## Task to carry out:
Every line with the word "sync" in it should be extracted from the data that follows.

## Saved data entries:

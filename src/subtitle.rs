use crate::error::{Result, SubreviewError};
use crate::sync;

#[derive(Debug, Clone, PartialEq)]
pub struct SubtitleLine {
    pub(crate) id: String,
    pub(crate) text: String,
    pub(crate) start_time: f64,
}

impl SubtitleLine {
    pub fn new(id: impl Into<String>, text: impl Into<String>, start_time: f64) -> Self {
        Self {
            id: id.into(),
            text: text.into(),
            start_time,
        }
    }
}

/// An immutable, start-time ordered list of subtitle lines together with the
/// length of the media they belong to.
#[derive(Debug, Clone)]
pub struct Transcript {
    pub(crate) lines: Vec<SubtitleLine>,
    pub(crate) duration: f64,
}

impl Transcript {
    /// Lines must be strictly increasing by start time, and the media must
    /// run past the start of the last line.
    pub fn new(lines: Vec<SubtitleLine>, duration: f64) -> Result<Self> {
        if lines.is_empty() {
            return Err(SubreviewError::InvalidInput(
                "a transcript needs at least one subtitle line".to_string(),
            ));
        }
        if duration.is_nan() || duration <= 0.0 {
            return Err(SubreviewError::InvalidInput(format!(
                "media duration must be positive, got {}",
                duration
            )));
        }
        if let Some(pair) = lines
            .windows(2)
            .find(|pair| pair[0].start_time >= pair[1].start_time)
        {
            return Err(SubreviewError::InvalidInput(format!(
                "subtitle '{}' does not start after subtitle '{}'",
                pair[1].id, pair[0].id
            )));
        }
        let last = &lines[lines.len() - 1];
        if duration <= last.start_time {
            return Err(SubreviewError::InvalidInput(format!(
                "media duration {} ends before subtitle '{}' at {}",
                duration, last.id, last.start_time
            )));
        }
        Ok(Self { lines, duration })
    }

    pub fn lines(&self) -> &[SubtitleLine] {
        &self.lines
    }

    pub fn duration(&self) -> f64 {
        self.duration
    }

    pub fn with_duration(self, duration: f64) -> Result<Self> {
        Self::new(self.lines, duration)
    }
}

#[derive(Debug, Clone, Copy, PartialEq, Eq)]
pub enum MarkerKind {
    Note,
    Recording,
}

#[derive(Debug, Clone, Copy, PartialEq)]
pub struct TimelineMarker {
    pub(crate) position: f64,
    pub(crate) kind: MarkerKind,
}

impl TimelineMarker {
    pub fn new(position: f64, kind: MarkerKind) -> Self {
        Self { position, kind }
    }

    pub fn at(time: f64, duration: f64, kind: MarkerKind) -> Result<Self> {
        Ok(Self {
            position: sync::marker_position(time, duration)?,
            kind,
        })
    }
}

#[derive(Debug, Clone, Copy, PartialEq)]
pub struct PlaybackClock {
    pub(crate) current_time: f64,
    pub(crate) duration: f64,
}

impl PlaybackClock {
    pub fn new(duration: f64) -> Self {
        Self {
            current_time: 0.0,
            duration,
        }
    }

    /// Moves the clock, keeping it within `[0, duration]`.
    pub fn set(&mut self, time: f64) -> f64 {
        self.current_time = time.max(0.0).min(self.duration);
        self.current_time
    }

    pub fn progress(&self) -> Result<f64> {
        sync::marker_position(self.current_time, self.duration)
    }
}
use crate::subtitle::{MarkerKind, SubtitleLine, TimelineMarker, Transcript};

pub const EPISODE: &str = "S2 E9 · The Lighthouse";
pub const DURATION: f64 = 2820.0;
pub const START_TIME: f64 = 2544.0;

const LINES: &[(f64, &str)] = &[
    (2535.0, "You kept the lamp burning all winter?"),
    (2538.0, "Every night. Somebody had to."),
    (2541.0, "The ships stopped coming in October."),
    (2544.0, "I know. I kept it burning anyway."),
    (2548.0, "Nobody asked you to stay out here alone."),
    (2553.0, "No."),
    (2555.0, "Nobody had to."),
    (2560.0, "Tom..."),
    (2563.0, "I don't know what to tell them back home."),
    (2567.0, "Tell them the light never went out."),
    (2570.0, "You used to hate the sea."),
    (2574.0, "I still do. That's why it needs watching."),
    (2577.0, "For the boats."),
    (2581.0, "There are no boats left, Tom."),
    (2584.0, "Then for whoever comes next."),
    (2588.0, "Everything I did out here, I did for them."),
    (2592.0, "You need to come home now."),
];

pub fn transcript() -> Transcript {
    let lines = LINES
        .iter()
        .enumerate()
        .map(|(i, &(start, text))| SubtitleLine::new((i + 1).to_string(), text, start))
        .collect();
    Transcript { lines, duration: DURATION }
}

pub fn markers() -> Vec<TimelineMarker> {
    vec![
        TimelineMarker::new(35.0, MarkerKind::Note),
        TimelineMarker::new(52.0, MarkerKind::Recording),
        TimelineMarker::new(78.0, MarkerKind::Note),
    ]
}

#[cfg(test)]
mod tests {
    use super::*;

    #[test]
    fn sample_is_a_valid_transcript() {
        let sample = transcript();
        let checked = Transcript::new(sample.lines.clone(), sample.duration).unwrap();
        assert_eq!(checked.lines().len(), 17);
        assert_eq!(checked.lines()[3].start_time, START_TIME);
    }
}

## Result below:
use crate::sync;
            position: sync::marker_position(time, duration)?,
        sync::marker_position(self.current_time, self.duration)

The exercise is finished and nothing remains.